Wednesday, March 7, 2018

7 years LIVING with Metastatic Breast Cancer

Tomorrow will be my 7th year of knowing that the Stage 1 Breast cancer had become Metastatic and taken up residence in my lungs.

It is crazy to think about this.

Gina and Syl remember this event as vividly as I do - or probably more so.


Friday, March 11, 2011

At least I can laugh….

Tuesday, March 8, 2011 
9:23 a.m. I received the call I never wanted to receive again – Texas Oncology calling me to tell me that something on my CT scans came back and my Dr wanted to see me ASAP.

My plan for the day was to go to the gym with Gina and then head to Central Market to let the kids play. Well, the plan changed. I called Eric almost about to throw up telling him he needed to meet me at tx oncology at 3:30 and then called Gina to tell her to come over and she needed to watch Ian at 3:00. Fast forward to Central Market, we let the boys run and play, ordered food and a glass of wine and headed up to our usual spot on the outside upstairs deck to have it all to ourselves.

15 minutes later, a women’s head peaks out the door, “wow, it is nice out here,” she said. “It is a great place for us to let the kids run around, and we enjoy lunch,” I say (FAIR WARNING in that statement with me saying “let the kids run around”). Fast forward another 15 minutes, we have food, a glass of wine due to the call earlier and the boys are well, being boys. The one woman has grown to a group of 4 or 5 not really sure. Well Parker and Ian think it will be fun to yell at the nasty birds and honestly I don’t care at this point – more than don’t care, I don’t give a F*CK what others are thinking at this point. The one old lady at the table says, “they are hurting our ears” “well, sorry – we were here first, we sit out here for a reason, and they are just being boys,” I say. Gina and I continue to eat, the boys continue to munch and run around. They start hollering down at BB and the old lady comes over to us and says, “You don’t own this patio” (REALLY??? You think we would actually be eating here if we did??!?!?) “blah blah blah” (at this point I totally tuned her out because I wasn’t having it) then I snapped, I was done. “You know what, I received a call from my oncologist telling me I have cancer for a second and at this point I don’t care, I don’t care what they are doing and I don’t care if it is bothering you” “well, I am on codeine – we all have our problems.” Then me and Gina just laugh, we can’t help it we just laugh. I wish I was on codeine and I sure as heck wouldn’t be acting like that!

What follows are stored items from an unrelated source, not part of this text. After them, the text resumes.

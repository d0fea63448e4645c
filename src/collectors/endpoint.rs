use chrono::{
    DateTime,
    Utc,
};
use pipeline_monitor_client::{
    ConnectionState,
    EndpointHandle,
    MediaType,
    QueryError,
    StatRecord,
};
use std::{
    future::Future,
    time::Duration,
};
use tracing::debug;

/// Transport protocol an endpoint speaks, read off its identifier. Server
/// object ids embed the element class name.
#[derive(Debug, Clone, Copy, PartialEq, Eq, strum::Display)]
pub enum Protocol {
    #[strum(serialize = "rtp")]
    Rtp,
    #[strum(serialize = "webrtc")]
    WebRtc,
    #[strum(serialize = "unknown")]
    Unknown,
}

impl Protocol {
    pub fn from_endpoint_id(id: &str) -> Self {
        if id.contains("RtpEndpoint") {
            Protocol::Rtp
        } else if id.contains("WebRtcEndpoint") {
            Protocol::WebRtc
        } else {
            Protocol::Unknown
        }
    }
}

/// What one media type of an endpoint looked like at collection time.
#[derive(Debug, Clone, Default)]
pub struct ChannelSnapshot {
    pub flowing_in: bool,
    pub flowing_out: bool,
    /// Raw stat records; empty when deep stats are disabled.
    pub stats: Vec<StatRecord>,
}

#[derive(Debug, Clone)]
pub struct EndpointSnapshot {
    pub id: String,
    pub protocol: Protocol,
    pub created_at: DateTime<Utc>,
    pub state: ConnectionState,
    pub audio: ChannelSnapshot,
    pub video: ChannelSnapshot,
}

#[derive(thiserror::Error, Debug)]
pub enum CollectError {
    #[error(transparent)]
    Query(#[from] QueryError),
    #[error("query timed out")]
    Timeout,
}

/// An endpoint whose query group did not fully complete. Surfaced as a
/// count in the report, never as a run failure.
#[derive(thiserror::Error, Debug)]
#[error("endpoint {id} left incomplete: {source}")]
pub struct IncompleteEndpoint {
    pub id: String,
    #[source]
    pub source: CollectError,
}

#[derive(Debug, Clone, Copy)]
pub struct CollectOptions {
    pub deep_stats: bool,
    pub query_timeout: Duration,
}

/// Bound one remote query by the configured timeout. An expired timer
/// counts as the query failing; the run itself never stalls on one
/// unresponsive element.
pub(crate) async fn bounded<T>(
    limit: Duration,
    query: impl Future<Output = Result<T, QueryError>>,
) -> Result<T, CollectError> {
    match tokio::time::timeout(limit, query).await {
        Ok(result) => result.map_err(CollectError::from),
        Err(_) => Err(CollectError::Timeout),
    }
}

/// Issue the endpoint's queries concurrently and join on the whole group:
/// creation time, flowing-in and flowing-out per media type, raw stats per
/// media type, connection state. Any failure leaves this endpoint
/// incomplete; the caller keeps going with the rest.
pub async fn collect(endpoint: &EndpointHandle, options: &CollectOptions) -> Result<EndpointSnapshot, IncompleteEndpoint> {
    let limit = options.query_timeout;
    let stats = |media: MediaType| async move {
        if options.deep_stats {
            bounded(limit, endpoint.get_stats(media)).await
        } else {
            Ok(Vec::new())
        }
    };

    let (created_at, in_audio, in_video, out_audio, out_video, stats_audio, stats_video, state) = tokio::join!(
        bounded(limit, endpoint.get_creation_time()),
        bounded(limit, endpoint.is_flowing_in(MediaType::Audio)),
        bounded(limit, endpoint.is_flowing_in(MediaType::Video)),
        bounded(limit, endpoint.is_flowing_out(MediaType::Audio)),
        bounded(limit, endpoint.is_flowing_out(MediaType::Video)),
        stats(MediaType::Audio),
        stats(MediaType::Video),
        bounded(limit, endpoint.get_connection_state()),
    );

    let id = endpoint.id().to_string();
    let snapshot = EndpointSnapshot {
        protocol: Protocol::from_endpoint_id(&id),
        created_at: created_at.map_err(|source| fail(&id, source))?,
        state: state.map_err(|source| fail(&id, source))?,
        audio: ChannelSnapshot {
            flowing_in: in_audio.map_err(|source| fail(&id, source))?,
            flowing_out: out_audio.map_err(|source| fail(&id, source))?,
            stats: stats_audio.map_err(|source| fail(&id, source))?,
        },
        video: ChannelSnapshot {
            flowing_in: in_video.map_err(|source| fail(&id, source))?,
            flowing_out: out_video.map_err(|source| fail(&id, source))?,
            stats: stats_video.map_err(|source| fail(&id, source))?,
        },
        id,
    };

    if snapshot.state == ConnectionState::Disconnected {
        debug!(endpoint = %snapshot.id, "endpoint reports disconnected transport");
    }
    debug!(
        endpoint = %snapshot.id,
        protocol = %snapshot.protocol,
        created_at = %snapshot.created_at,
        "endpoint snapshot complete"
    );
    Ok(snapshot)
}

fn fail(id: &str, source: CollectError) -> IncompleteEndpoint {
    IncompleteEndpoint {
        id: id.to_string(),
        source,
    }
}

Sylvia gets there at the very tail end of the “confrontation” and Gina and I are laughing and crying, Sylvia has no idea what the hell is going on and I just want to drink more wine. And that we did, I went and bought us a bottle, and we sat out in the sunshine and enjoyed ourselves.

3:30 Get to oncologist and feel like I am seriously going to puke, still a little buzzed and just pissed. Eric and I try to pass time by playing each other in words with friends – I guess it helped the puking feeling. Got called back – SH*T, here we go. Got weighed and am down another pound (whoot whoot!) and more waiting. Knock, knock F*CK, it is real. “Hi there, can I come in,” she says, “I guess.” “So, have you been feeling okay” and right then I knew. “Well, I have been having trouble breathing but I thought it was seasonal asthma/allergies”….you thought wrong sucker.

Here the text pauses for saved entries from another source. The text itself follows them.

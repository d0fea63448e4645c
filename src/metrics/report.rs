//! Fixed-field text rendering of the aggregate report, plus the JSON
//! summary for file export.
//!
//! Only measured values appear: a metric whose sample list stayed empty is
//! left out entirely rather than printed as zero.

use crate::metrics::aggregate::{
    AggregateReport,
    MediaStats,
};
use pipeline_monitor_client::MediaType;
use serde_json::{
    json,
    Value,
};
use std::fmt;

/// Round to three decimals for display, dropping trailing zeros (`0.091`,
/// `0.5`, `2`).
fn round3(value: f64) -> f64 {
    (value * 1000.0).round() / 1000.0
}

fn format_float(value: f64) -> String {
    format!("{}", round3(value))
}

impl fmt::Display for AggregateReport {
    fn fmt(&self, f: &mut fmt::Formatter) -> fmt::Result {
        write!(
            f,
            "pipelines: {}, endpoints: {}, stale_pipelines: {}, stale_endpoints: {}, \
             stale_endpoints_rtp: {}, stale_endpoints_webrtc: {}, incomplete_endpoints: {}",
            self.pipelines,
            self.endpoints,
            self.stale_pipelines,
            self.stale_endpoints,
            self.stale_endpoints_rtp,
            self.stale_endpoints_webrtc,
            self.incomplete_endpoints,
        )?;

        if !self.deep_stats {
            return Ok(());
        }

        for (media_type, media) in [(MediaType::Audio, &self.audio), (MediaType::Video, &self.video)] {
            let label = media_type.label();
            write!(f, "\n{label}_endpoints: {}", media.active_endpoints())?;
            write!(f, ", {label}_duplex_endpoints: {}", media.duplex_endpoints)?;

            write!(f, ", {label}_inbound_endpoints: {}", media.inbound_endpoints)?;
            if let (Some(avg), Some(max)) = (media.inbound.avg_loss_rate(), media.inbound.max_loss_rate()) {
                write!(f, ", {label}_inbound_avg_packet_loss_rate: {}", format_float(avg))?;
                write!(f, ", {label}_inbound_max_packet_loss_rate: {}", format_float(max))?;
                write!(f, ", {label}_inbound_sum_packet_loss: {}", media.inbound.sum_packets_lost)?;
            }
            if let (Some(avg), Some(max)) = (media.inbound.avg_jitter(), media.inbound.max_jitter()) {
                write!(f, ", {label}_inbound_avg_jitter: {}", format_float(avg))?;
                write!(f, ", {label}_inbound_max_jitter: {}", format_float(max))?;
            }

            write!(f, ", {label}_outbound_endpoints: {}", media.outbound_endpoints)?;
            if let (Some(avg), Some(max)) = (media.outbound.avg_loss_rate(), media.outbound.max_loss_rate()) {
                write!(f, ", {label}_outbound_avg_packet_loss_rate: {}", format_float(avg))?;
                write!(f, ", {label}_outbound_max_packet_loss_rate: {}", format_float(max))?;
                write!(f, ", {label}_outbound_sum_packet_loss: {}", media.outbound.sum_packets_lost)?;
            }
            if let (Some(avg), Some(max)) = (media.outbound.avg_jitter(), media.outbound.max_jitter()) {
                write!(f, ", {label}_outbound_avg_jitter: {}", format_float(avg))?;
                write!(f, ", {label}_outbound_max_jitter: {}", format_float(max))?;
            }

            write!(f, ", {label}_rtp_endpoints: {}", media.rtp_endpoints)?;
            write!(f, ", {label}_webrtc_endpoints: {}", media.webrtc_endpoints)?;
        }

        Ok(())
    }
}

impl AggregateReport {
    /// JSON rendition of the report with the same field names and omission
    /// rules as the text line.
    pub fn summary(&self) -> Value {
        let mut root = json!({
            "pipelines": self.pipelines,
            "endpoints": self.endpoints,
            "stale_pipelines": self.stale_pipelines,
            "stale_endpoints": self.stale_endpoints,
            "stale_endpoints_rtp": self.stale_endpoints_rtp,
            "stale_endpoints_webrtc": self.stale_endpoints_webrtc,
            "incomplete_endpoints": self.incomplete_endpoints,
        });

        if self.deep_stats {
            root["audio"] = media_summary(&self.audio);
            root["video"] = media_summary(&self.video);
        }

        root
    }
}

fn media_summary(media: &MediaStats) -> Value {
    let mut value = json!({
        "endpoints": media.active_endpoints(),
        "duplex_endpoints": media.duplex_endpoints,
        "inbound_endpoints": media.inbound_endpoints,
        "outbound_endpoints": media.outbound_endpoints,
        "rtp_endpoints": media.rtp_endpoints,
        "webrtc_endpoints": media.webrtc_endpoints,
    });

    for (prefix, flow) in [("inbound", &media.inbound), ("outbound", &media.outbound)] {
        if let (Some(avg), Some(max)) = (flow.avg_loss_rate(), flow.max_loss_rate()) {
            value[format!("{prefix}_avg_packet_loss_rate")] = json!(round3(avg));
            value[format!("{prefix}_max_packet_loss_rate")] = json!(round3(max));
            value[format!("{prefix}_sum_packet_loss")] = json!(flow.sum_packets_lost);
        }
        if let (Some(avg), Some(max)) = (flow.avg_jitter(), flow.max_jitter()) {
            value[format!("{prefix}_avg_jitter")] = json!(round3(avg));
            value[format!("{prefix}_max_jitter")] = json!(round3(max));
        }
    }

    value
}

#[cfg(test)]
mod test {
    use super::*;
    use crate::metrics::aggregate::FlowStats;
    use pretty_assertions::assert_eq;

    fn bare_report(deep_stats: bool) -> AggregateReport {
        AggregateReport {
            pipelines: 0,
            endpoints: 0,
            stale_pipelines: 0,
            stale_endpoints: 0,
            stale_endpoints_rtp: 0,
            stale_endpoints_webrtc: 0,
            incomplete_endpoints: 0,
            deep_stats,
            audio: MediaStats::default(),
            video: MediaStats::default(),
        }
    }

    #[test]
    fn empty_report_prints_zero_counts_and_no_measurements() {
        let report = bare_report(true);

        assert_eq!(
            report.to_string(),
            "pipelines: 0, endpoints: 0, stale_pipelines: 0, stale_endpoints: 0, \
             stale_endpoints_rtp: 0, stale_endpoints_webrtc: 0, incomplete_endpoints: 0\n\
             audio_endpoints: 0, audio_duplex_endpoints: 0, audio_inbound_endpoints: 0, \
             audio_outbound_endpoints: 0, audio_rtp_endpoints: 0, audio_webrtc_endpoints: 0\n\
             video_endpoints: 0, video_duplex_endpoints: 0, video_inbound_endpoints: 0, \
             video_outbound_endpoints: 0, video_rtp_endpoints: 0, video_webrtc_endpoints: 0"
        );
    }

    #[test]
    fn measured_loss_and_jitter_round_to_three_decimals() {
        let mut report = bare_report(true);
        report.pipelines = 1;
        report.endpoints = 1;
        report.audio.inbound_endpoints = 1;
        report.audio.webrtc_endpoints = 1;
        report.audio.inbound = FlowStats {
            sum_packets_lost: 5,
            loss_rates: vec![5.0 / 55.0],
            jitter: Vec::new(),
        };

        assert_eq!(
            report.to_string(),
            "pipelines: 1, endpoints: 1, stale_pipelines: 0, stale_endpoints: 0, \
             stale_endpoints_rtp: 0, stale_endpoints_webrtc: 0, incomplete_endpoints: 0\n\
             audio_endpoints: 1, audio_duplex_endpoints: 0, audio_inbound_endpoints: 1, \
             audio_inbound_avg_packet_loss_rate: 0.091, audio_inbound_max_packet_loss_rate: 0.091, \
             audio_inbound_sum_packet_loss: 5, audio_outbound_endpoints: 0, \
             audio_rtp_endpoints: 0, audio_webrtc_endpoints: 1\n\
             video_endpoints: 0, video_duplex_endpoints: 0, video_inbound_endpoints: 0, \
             video_outbound_endpoints: 0, video_rtp_endpoints: 0, video_webrtc_endpoints: 0"
        );
    }

    #[test]
    fn shallow_report_stops_after_the_structural_line() {
        let mut report = bare_report(false);
        report.pipelines = 2;
        report.endpoints = 3;
        report.stale_endpoints = 1;
        report.stale_endpoints_rtp = 1;

        assert_eq!(
            report.to_string(),
            "pipelines: 2, endpoints: 3, stale_pipelines: 0, stale_endpoints: 1, \
             stale_endpoints_rtp: 1, stale_endpoints_webrtc: 0, incomplete_endpoints: 0"
        );
    }

    #[test]
    fn float_display_drops_trailing_zeros() {
        assert_eq!(format_float(5.0 / 55.0), "0.091");
        assert_eq!(format_float(0.5), "0.5");
        assert_eq!(format_float(2.0), "2");
        assert_eq!(format_float(0.0004), "0");
    }

    #[test]
    fn summary_mirrors_the_line_fields() {
        let mut report = bare_report(true);
        report.pipelines = 1;
        report.endpoints = 2;
        report.incomplete_endpoints = 1;
        report.audio.inbound_endpoints = 1;
        report.audio.inbound = FlowStats {
            sum_packets_lost: 5,
            loss_rates: vec![5.0 / 55.0],
            jitter: vec![0.004],
        };

        let summary = report.summary();

        assert_eq!(summary["pipelines"], 1);
        assert_eq!(summary["incomplete_endpoints"], 1);
        assert_eq!(summary["audio"]["inbound_avg_packet_loss_rate"], 0.091);
        assert_eq!(summary["audio"]["inbound_sum_packet_loss"], 5);
        assert_eq!(summary["audio"]["inbound_avg_jitter"], 0.004);
        assert!(summary["audio"].get("outbound_avg_packet_loss_rate").is_none());
        assert!(summary["video"].get("inbound_avg_packet_loss_rate").is_none());
    }

    #[test]
    fn shallow_summary_has_no_media_sections() {
        let summary = bare_report(false).summary();
        assert!(summary.get("audio").is_none());
        assert!(summary.get("video").is_none());
    }
}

She said there is a chance it is some random infection to which I said, well a child in Ian’s mother day out had whooping cough. “Have you had a cough?” “No” “Not whooping cough…” yes, I was grasping for anything.

From this point on, I am not really sure what was said and the best Eric and I can piece together: 2 masses on lunges, one on each; might be wrapped around a blood vessel and limp node, some smaller areas of concern but aren’t called lesions. She told me we can’t know it is cancer until we have gathered all our facts, which will be in my lung biopsy. 

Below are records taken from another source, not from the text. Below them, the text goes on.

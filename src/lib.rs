//! # Pipeline Monitor
//!
//! A point-in-time health probe for media-pipeline servers. One run:
//!
//! 1. Connects to the server's control WebSocket and resolves the server
//!    manager.
//! 2. Enumerates every active pipeline and its child endpoints, enabling
//!    latency instrumentation along the way.
//! 3. Queries each endpoint's transport direction, raw statistics, and
//!    connection state — all endpoints concurrently, each endpoint's
//!    queries as one joined group.
//! 4. Classifies endpoints per media type (inbound / outbound / duplex /
//!    stale) and folds everything into a single aggregate report line.
//!
//! A failed query degrades the affected endpoint to "incomplete" instead of
//! aborting the run; only a failed connection is fatal.
//!
//! ## Modules
//!
//! - **`config`**: run configuration assembled from CLI arguments
//! - **`collectors`**: pipeline/endpoint discovery and the concurrent
//!   per-endpoint stat collection
//! - **`metrics`**: classification, aggregation, and report rendering

pub mod collectors;
pub mod config;
pub mod metrics;

pub use collectors::Monitor;
pub use config::Config;
//! # Collectors Module
//!
//! Everything that talks to the media server during a run.
//!
//! - **`inventory`**: pipeline discovery and the pipeline-level setup wave
//! - **`endpoint`**: the concurrent per-endpoint query group
//! - **`monitor`**: orchestrates one run end to end

pub mod endpoint;
pub mod inventory;
pub mod monitor;

pub use endpoint::{
    CollectOptions,
    EndpointSnapshot,
    Protocol,
};
pub use inventory::Inventory;
pub use monitor::Monitor;
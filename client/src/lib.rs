//! # Media Server Client
//!
//! Typed handles over the control protocol of a media-processing server
//! (JSON-RPC 2.0 on a WebSocket).
//!
//! The object graph mirrors the server's: a [`MediaServerClient`] yields the
//! [`ServerHandle`] (the well-known manager object), which lists
//! [`PipelineHandle`]s, which list [`EndpointHandle`]s. Every remote
//! operation is an `invoke` on an object id; all handles share one
//! [`RpcTransport`], so tests can swap the WebSocket for a scripted
//! transport.

#[macro_use]
extern crate tracing;

pub mod error;
pub mod transport;
pub mod types;
pub mod ws;

pub use error::{
    ConnectError,
    QueryError,
};
pub use transport::RpcTransport;
pub use types::*;

use chrono::{
    DateTime,
    Utc,
};
use serde::de::DeserializeOwned;
use serde_json::{
    json,
    Value,
};
use std::{
    collections::BTreeMap,
    sync::Arc,
};
use url::Url;

const SERVER_MANAGER_ID: &str = "manager_ServerManager";

#[derive(Clone)]
pub struct MediaServerClient {
    transport: Arc<dyn RpcTransport>,
}

impl MediaServerClient {
    /// Establish the WebSocket session. This is the only fallible step that
    /// aborts a run; everything later degrades per call.
    pub async fn connect(url: &Url) -> Result<Self, ConnectError> {
        let transport = ws::WsTransport::connect(url).await?;
        Ok(Self {
            transport: Arc::new(transport),
        })
    }

    /// Build a client over an already-established transport.
    pub fn from_transport(transport: Arc<dyn RpcTransport>) -> Self {
        Self { transport }
    }

    /// Resolve the server manager, the root of the remote object graph.
    pub async fn server_manager(&self) -> Result<ServerHandle, QueryError> {
        self.transport
            .call("describe", json!({ "object": SERVER_MANAGER_ID }))
            .await?;
        debug!(object = SERVER_MANAGER_ID, "server manager resolved");
        Ok(ServerHandle {
            inner: ObjectRef {
                transport: self.transport.clone(),
                id: SERVER_MANAGER_ID.to_string(),
            },
        })
    }
}

/// A reference to one remote object; all operations go through `invoke`.
#[derive(Clone)]
struct ObjectRef {
    transport: Arc<dyn RpcTransport>,
    id: String,
}

impl ObjectRef {
    fn child(&self, id: String) -> ObjectRef {
        ObjectRef {
            transport: self.transport.clone(),
            id,
        }
    }

    async fn invoke(&self, operation: &str, operation_params: Value) -> Result<Value, QueryError> {
        let result = self
            .transport
            .call(
                "invoke",
                json!({
                    "object": self.id,
                    "operation": operation,
                    "operationParams": operation_params,
                }),
            )
            .await?;
        // Void operations answer without a value member.
        Ok(result.get("value").cloned().unwrap_or(Value::Null))
    }

    fn decode<T: DeserializeOwned>(&self, operation: &str, value: Value) -> Result<T, QueryError> {
        serde_json::from_value(value).map_err(|e| QueryError::Malformed {
            operation: operation.to_string(),
            reason: e.to_string(),
        })
    }

    async fn creation_time(&self) -> Result<DateTime<Utc>, QueryError> {
        let value = self.invoke("getCreationTime", json!({})).await?;
        let seconds: i64 = self.decode("getCreationTime", value)?;
        DateTime::<Utc>::from_timestamp(seconds, 0).ok_or_else(|| QueryError::Malformed {
            operation: "getCreationTime".to_string(),
            reason: format!("timestamp {seconds} out of range"),
        })
    }
}

#[derive(Clone)]
pub struct ServerHandle {
    inner: ObjectRef,
}

impl ServerHandle {
    pub async fn get_info(&self) -> Result<ServerInfo, QueryError> {
        let value = self.inner.invoke("getInfo", json!({})).await?;
        self.inner.decode("getInfo", value)
    }

    pub async fn get_pipelines(&self) -> Result<Vec<PipelineHandle>, QueryError> {
        let value = self.inner.invoke("getPipelines", json!({})).await?;
        let ids: Vec<String> = self.inner.decode("getPipelines", value)?;
        Ok(ids
            .into_iter()
            .map(|id| PipelineHandle {
                inner: self.inner.child(id),
            })
            .collect())
    }
}

#[derive(Clone)]
pub struct PipelineHandle {
    inner: ObjectRef,
}

impl PipelineHandle {
    pub fn id(&self) -> &str {
        &self.inner.id
    }

    /// Enable or disable latency instrumentation on the pipeline. The one
    /// write this client performs.
    pub async fn set_latency_stats(&self, enabled: bool) -> Result<(), QueryError> {
        self.inner
            .invoke("setLatencyStats", json!({ "latencyStats": enabled }))
            .await?;
        Ok(())
    }

    pub async fn get_creation_time(&self) -> Result<DateTime<Utc>, QueryError> {
        self.inner.creation_time().await
    }

    pub async fn get_children(&self) -> Result<Vec<EndpointHandle>, QueryError> {
        let value = self.inner.invoke("getChildren", json!({})).await?;
        let ids: Vec<String> = self.inner.decode("getChildren", value)?;
        Ok(ids
            .into_iter()
            .map(|id| EndpointHandle {
                inner: self.inner.child(id),
            })
            .collect())
    }
}

#[derive(Clone)]
pub struct EndpointHandle {
    inner: ObjectRef,
}

impl EndpointHandle {
    pub fn id(&self) -> &str {
        &self.inner.id
    }

    pub async fn get_creation_time(&self) -> Result<DateTime<Utc>, QueryError> {
        self.inner.creation_time().await
    }

    pub async fn is_flowing_in(&self, media: MediaType) -> Result<bool, QueryError> {
        let value = self
            .inner
            .invoke("isMediaFlowingIn", json!({ "mediaType": media.to_string() }))
            .await?;
        self.inner.decode("isMediaFlowingIn", value)
    }

    pub async fn is_flowing_out(&self, media: MediaType) -> Result<bool, QueryError> {
        let value = self
            .inner
            .invoke("isMediaFlowingOut", json!({ "mediaType": media.to_string() }))
            .await?;
        self.inner.decode("isMediaFlowingOut", value)
    }

    /// Raw statistics records for one media type, in the server's stat-id
    /// order.
    pub async fn get_stats(&self, media: MediaType) -> Result<Vec<StatRecord>, QueryError> {
        let value = self
            .inner
            .invoke("getStats", json!({ "mediaType": media.to_string() }))
            .await?;
        let records: BTreeMap<String, StatRecord> = self.inner.decode("getStats", value)?;
        Ok(records.into_values().collect())
    }

    pub async fn get_connection_state(&self) -> Result<ConnectionState, QueryError> {
        let value = self.inner.invoke("getConnectionState", json!({})).await?;
        let raw: String = self.inner.decode("getConnectionState", value)?;
        Ok(ConnectionState::from_wire(&raw))
    }
}

#[cfg(test)]
mod test {
    use super::*;
    use crate::transport::CallFuture;
    use std::sync::Mutex;

    /// Records every call and answers from a queue of canned results.
    struct Scripted {
        calls: Mutex<Vec<(String, Value)>>,
        responses: Mutex<Vec<Result<Value, QueryError>>>,
    }

    impl Scripted {
        fn answering(responses: Vec<Result<Value, QueryError>>) -> Arc<Self> {
            Arc::new(Self {
                calls: Mutex::new(Vec::new()),
                responses: Mutex::new(responses),
            })
        }

        fn call_at(&self, index: usize) -> (String, Value) {
            self.calls.lock().unwrap()[index].clone()
        }
    }

    impl RpcTransport for Scripted {
        fn call(&self, method: &str, params: Value) -> CallFuture<'_> {
            self.calls.lock().unwrap().push((method.to_string(), params));
            let response = self.responses.lock().unwrap().remove(0);
            Box::pin(async move { response })
        }
    }

    #[tokio::test]
    async fn server_manager_describes_the_well_known_object() {
        let transport = Scripted::answering(vec![Ok(json!({ "sessionId": "s-1" }))]);
        let client = MediaServerClient::from_transport(transport.clone());

        client.server_manager().await.unwrap();

        let (method, params) = transport.call_at(0);
        assert_eq!(method, "describe");
        assert_eq!(params["object"], "manager_ServerManager");
    }

    #[tokio::test]
    async fn get_pipelines_builds_handles_from_ids() {
        let transport = Scripted::answering(vec![
            Ok(json!({})),
            Ok(json!({ "value": ["p1", "p2"] })),
        ]);
        let client = MediaServerClient::from_transport(transport.clone());

        let manager = client.server_manager().await.unwrap();
        let pipelines = manager.get_pipelines().await.unwrap();

        assert_eq!(pipelines.len(), 2);
        assert_eq!(pipelines[0].id(), "p1");
        let (method, params) = transport.call_at(1);
        assert_eq!(method, "invoke");
        assert_eq!(params["object"], "manager_ServerManager");
        assert_eq!(params["operation"], "getPipelines");
    }

    #[tokio::test]
    async fn flow_queries_carry_the_media_type() {
        let transport = Scripted::answering(vec![Ok(json!({ "value": true }))]);
        let endpoint = EndpointHandle {
            inner: ObjectRef {
                transport: transport.clone(),
                id: "ep1".to_string(),
            },
        };

        assert!(endpoint.is_flowing_in(MediaType::Audio).await.unwrap());
        let (_, params) = transport.call_at(0);
        assert_eq!(params["operation"], "isMediaFlowingIn");
        assert_eq!(params["operationParams"]["mediaType"], "AUDIO");
    }

    #[tokio::test]
    async fn get_stats_collects_record_values() {
        let transport = Scripted::answering(vec![Ok(json!({
            "value": {
                "ep1_audio_a": { "type": "inboundrtp", "bytesReceived": 100, "packetsReceived": 50 },
                "ep1_audio_b": { "type": "endpoint" }
            }
        }))]);
        let endpoint = EndpointHandle {
            inner: ObjectRef {
                transport,
                id: "ep1".to_string(),
            },
        };

        let records = endpoint.get_stats(MediaType::Audio).await.unwrap();
        assert_eq!(records.len(), 2);
        assert_eq!(records[0].kind, StatKind::InboundRtp);
        assert_eq!(records[1].kind, StatKind::Other);
    }

    #[tokio::test]
    async fn decode_failures_surface_as_malformed() {
        let transport = Scripted::answering(vec![Ok(json!({ "value": "not-a-number" }))]);
        let pipeline = PipelineHandle {
            inner: ObjectRef {
                transport,
                id: "p1".to_string(),
            },
        };

        match pipeline.get_creation_time().await {
            Err(QueryError::Malformed { operation, .. }) => assert_eq!(operation, "getCreationTime"),
            other => panic!("expected malformed error, got {other:?}"),
        }
    }
}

Here is what I did hear, the sadness in her voice when she told me to gather my support system because I was going to need them and the love in her hug as I broke down in her arms. Pull it together to walk out and start scheduling everything. On Wednesday: lung Dr at 9:30 & head MRI at 2:55 and on Friday, PET scan.

Leave, very shaken trying to decide who to call and what to do. Call mom, ask her if she can talk and am pretty sure before she even answers me I am a puddle on the phone and probably not making much sense. Texted Gina to have her get Sylvia and Teri and all them come over at 8:30 after kids are down. Eric and I make margaritas and let Ian eat dinner on the couch. Girls come over at 8:30 and drinking wine commences and goes on for awhile.

Oh, funny side note, Gina told me, “Girl you got Sylvia to pray for the first time today – you got the atheist to pray!!” Again, at least we can laugh.